(WHAT YOU NEED TO DO)
Beneath this instruction is a listing; print exactly the lines in it starting at the line that contains "Player and enemy" and going through the line that contains "use crate::effects::Effect;".

(DATASET EXTRACT)

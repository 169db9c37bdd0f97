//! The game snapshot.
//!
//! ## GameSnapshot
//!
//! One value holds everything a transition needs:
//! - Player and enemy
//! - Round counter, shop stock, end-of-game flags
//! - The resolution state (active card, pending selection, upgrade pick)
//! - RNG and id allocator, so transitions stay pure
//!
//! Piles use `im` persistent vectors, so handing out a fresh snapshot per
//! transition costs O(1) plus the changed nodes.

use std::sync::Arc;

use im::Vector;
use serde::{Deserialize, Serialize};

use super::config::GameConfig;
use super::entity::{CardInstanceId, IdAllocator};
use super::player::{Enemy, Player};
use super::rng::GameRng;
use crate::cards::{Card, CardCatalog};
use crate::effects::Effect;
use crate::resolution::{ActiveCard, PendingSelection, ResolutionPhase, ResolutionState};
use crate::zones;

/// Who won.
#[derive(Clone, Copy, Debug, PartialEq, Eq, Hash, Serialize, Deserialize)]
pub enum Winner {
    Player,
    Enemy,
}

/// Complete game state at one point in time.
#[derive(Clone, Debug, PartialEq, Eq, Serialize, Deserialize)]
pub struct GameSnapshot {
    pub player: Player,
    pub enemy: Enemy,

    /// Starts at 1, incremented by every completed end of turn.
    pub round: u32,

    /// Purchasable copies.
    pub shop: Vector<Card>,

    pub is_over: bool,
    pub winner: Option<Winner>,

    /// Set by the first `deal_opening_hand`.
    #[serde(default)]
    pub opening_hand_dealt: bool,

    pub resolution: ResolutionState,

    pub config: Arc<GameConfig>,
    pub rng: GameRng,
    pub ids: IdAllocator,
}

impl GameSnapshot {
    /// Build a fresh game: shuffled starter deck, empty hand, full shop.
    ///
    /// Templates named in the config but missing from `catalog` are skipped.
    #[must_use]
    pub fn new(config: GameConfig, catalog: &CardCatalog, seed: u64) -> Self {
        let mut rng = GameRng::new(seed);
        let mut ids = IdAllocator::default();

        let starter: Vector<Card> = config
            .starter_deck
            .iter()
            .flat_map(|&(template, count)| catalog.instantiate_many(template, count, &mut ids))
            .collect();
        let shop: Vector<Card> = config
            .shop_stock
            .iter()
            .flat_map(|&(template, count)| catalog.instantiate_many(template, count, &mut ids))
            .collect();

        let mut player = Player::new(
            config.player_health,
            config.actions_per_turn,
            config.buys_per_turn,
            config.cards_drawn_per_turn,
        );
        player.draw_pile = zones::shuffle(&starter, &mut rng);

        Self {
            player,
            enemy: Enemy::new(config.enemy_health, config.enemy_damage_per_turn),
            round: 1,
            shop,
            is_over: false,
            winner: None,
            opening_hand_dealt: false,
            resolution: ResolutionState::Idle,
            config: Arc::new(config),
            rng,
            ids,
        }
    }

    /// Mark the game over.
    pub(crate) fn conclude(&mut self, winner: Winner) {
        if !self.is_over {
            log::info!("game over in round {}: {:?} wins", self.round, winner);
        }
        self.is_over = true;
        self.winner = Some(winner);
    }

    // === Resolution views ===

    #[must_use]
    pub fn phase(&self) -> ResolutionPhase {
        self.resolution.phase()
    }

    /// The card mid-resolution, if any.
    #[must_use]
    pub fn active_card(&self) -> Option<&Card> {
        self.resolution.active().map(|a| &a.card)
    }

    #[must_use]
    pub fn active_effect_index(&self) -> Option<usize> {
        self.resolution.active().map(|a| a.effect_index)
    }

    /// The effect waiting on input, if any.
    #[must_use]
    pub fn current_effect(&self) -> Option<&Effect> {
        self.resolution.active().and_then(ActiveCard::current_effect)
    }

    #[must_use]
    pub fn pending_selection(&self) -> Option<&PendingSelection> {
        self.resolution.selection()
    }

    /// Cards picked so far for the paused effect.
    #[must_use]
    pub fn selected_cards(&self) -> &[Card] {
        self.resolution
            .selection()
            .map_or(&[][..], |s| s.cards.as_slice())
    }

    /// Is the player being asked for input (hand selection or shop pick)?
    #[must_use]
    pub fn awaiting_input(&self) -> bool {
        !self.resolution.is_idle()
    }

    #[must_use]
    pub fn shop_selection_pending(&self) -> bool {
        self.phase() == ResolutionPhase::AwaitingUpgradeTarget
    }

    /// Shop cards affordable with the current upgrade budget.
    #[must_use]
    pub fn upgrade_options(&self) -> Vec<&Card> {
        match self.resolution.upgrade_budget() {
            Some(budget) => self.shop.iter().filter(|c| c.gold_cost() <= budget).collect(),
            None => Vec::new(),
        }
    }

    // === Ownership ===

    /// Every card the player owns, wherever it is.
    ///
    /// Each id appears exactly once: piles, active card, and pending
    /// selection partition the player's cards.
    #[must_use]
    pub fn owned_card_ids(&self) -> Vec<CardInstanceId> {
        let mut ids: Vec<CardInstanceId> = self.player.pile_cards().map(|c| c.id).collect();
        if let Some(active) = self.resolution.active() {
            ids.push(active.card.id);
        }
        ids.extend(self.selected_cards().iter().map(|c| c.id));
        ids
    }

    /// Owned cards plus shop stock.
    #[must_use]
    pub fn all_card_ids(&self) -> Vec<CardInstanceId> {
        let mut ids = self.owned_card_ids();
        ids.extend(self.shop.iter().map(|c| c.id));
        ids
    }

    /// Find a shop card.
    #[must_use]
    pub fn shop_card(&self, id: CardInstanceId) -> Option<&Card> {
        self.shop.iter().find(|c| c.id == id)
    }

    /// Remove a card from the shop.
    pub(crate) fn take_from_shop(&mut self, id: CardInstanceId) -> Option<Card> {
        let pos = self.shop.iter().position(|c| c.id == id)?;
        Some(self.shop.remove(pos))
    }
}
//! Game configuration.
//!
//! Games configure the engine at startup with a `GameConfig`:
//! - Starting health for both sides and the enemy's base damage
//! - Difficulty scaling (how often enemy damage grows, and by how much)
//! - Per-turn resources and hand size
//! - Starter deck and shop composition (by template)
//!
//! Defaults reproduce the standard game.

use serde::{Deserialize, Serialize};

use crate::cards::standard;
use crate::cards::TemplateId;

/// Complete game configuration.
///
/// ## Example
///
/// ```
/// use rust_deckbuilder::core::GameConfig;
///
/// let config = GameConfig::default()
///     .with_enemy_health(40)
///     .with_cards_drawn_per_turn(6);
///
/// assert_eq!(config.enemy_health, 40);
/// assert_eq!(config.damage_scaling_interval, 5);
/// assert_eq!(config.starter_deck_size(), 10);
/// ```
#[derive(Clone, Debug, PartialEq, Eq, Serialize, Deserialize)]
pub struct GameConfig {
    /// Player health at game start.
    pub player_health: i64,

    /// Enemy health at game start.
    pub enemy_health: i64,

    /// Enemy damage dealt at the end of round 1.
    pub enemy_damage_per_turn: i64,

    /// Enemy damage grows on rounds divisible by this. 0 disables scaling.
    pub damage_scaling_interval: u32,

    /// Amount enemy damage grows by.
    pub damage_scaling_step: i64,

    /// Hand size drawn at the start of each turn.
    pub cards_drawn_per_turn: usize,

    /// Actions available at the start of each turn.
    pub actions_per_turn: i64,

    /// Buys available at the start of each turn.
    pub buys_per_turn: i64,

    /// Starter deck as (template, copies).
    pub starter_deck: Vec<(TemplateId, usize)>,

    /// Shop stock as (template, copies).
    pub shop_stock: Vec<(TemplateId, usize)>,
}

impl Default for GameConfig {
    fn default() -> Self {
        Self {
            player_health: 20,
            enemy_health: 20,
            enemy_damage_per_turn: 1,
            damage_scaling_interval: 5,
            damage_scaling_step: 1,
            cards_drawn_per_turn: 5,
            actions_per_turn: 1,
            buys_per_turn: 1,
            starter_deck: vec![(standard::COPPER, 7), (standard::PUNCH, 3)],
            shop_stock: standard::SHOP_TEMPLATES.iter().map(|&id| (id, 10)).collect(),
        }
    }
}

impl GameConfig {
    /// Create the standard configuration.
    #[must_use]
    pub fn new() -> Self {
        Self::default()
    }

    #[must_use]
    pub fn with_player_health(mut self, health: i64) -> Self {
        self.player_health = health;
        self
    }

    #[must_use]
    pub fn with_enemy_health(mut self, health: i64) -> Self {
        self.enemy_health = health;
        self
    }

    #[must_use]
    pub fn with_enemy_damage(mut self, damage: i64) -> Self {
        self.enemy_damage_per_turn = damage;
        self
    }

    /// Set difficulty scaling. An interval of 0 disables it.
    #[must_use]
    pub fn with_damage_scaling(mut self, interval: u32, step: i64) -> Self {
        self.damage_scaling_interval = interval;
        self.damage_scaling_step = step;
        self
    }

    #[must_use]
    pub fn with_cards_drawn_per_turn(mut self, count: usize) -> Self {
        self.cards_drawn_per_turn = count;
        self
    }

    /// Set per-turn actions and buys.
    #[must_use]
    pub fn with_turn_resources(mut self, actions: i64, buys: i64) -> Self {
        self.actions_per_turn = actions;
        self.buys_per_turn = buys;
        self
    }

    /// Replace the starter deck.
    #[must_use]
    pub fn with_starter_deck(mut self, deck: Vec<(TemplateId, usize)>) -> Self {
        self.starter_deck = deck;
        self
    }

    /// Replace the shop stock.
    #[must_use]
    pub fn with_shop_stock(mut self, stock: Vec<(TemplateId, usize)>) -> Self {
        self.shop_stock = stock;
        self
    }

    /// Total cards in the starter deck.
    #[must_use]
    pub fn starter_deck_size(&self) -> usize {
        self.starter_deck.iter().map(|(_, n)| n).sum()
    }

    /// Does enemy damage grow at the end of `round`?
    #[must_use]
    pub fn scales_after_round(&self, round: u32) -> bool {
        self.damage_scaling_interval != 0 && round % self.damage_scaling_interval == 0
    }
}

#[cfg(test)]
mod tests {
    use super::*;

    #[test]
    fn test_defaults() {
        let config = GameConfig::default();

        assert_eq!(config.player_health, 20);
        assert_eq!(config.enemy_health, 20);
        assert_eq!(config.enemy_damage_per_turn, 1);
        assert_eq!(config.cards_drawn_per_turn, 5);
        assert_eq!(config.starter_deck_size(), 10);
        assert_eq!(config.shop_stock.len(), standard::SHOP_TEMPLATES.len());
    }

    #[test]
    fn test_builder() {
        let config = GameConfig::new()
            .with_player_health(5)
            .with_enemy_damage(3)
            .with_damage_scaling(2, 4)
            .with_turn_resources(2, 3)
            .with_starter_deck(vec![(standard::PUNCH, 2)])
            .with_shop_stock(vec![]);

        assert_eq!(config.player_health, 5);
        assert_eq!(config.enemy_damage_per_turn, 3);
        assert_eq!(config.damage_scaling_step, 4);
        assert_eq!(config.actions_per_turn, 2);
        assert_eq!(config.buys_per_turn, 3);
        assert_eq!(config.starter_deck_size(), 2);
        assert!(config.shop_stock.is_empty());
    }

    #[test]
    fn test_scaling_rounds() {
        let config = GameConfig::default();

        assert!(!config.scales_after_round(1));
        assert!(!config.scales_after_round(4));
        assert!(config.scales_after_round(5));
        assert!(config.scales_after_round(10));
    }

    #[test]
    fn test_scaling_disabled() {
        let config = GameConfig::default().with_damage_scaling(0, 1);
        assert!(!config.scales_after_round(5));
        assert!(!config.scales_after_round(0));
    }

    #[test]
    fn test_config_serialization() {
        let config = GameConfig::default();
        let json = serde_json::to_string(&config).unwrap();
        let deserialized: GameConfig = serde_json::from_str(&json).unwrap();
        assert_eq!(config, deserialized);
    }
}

(ANSWER SPACE)
//! - Player and enemy
//! - Round counter, shop stock, end-of-game flags
//! - The resolution state (active card, pending selection, upgrade pick)
//! - RNG and id allocator, so transitions stay pure
//!
//! Piles use `im` persistent vectors, so handing out a fresh snapshot per
//! transition costs O(1) plus the changed nodes.

use std::sync::Arc;

use im::Vector;
use serde::{Deserialize, Serialize};

use super::config::GameConfig;
use super::entity::{CardInstanceId, IdAllocator};
use super::player::{Enemy, Player};
use super::rng::GameRng;
use crate::cards::{Card, CardCatalog};
use crate::effects::Effect;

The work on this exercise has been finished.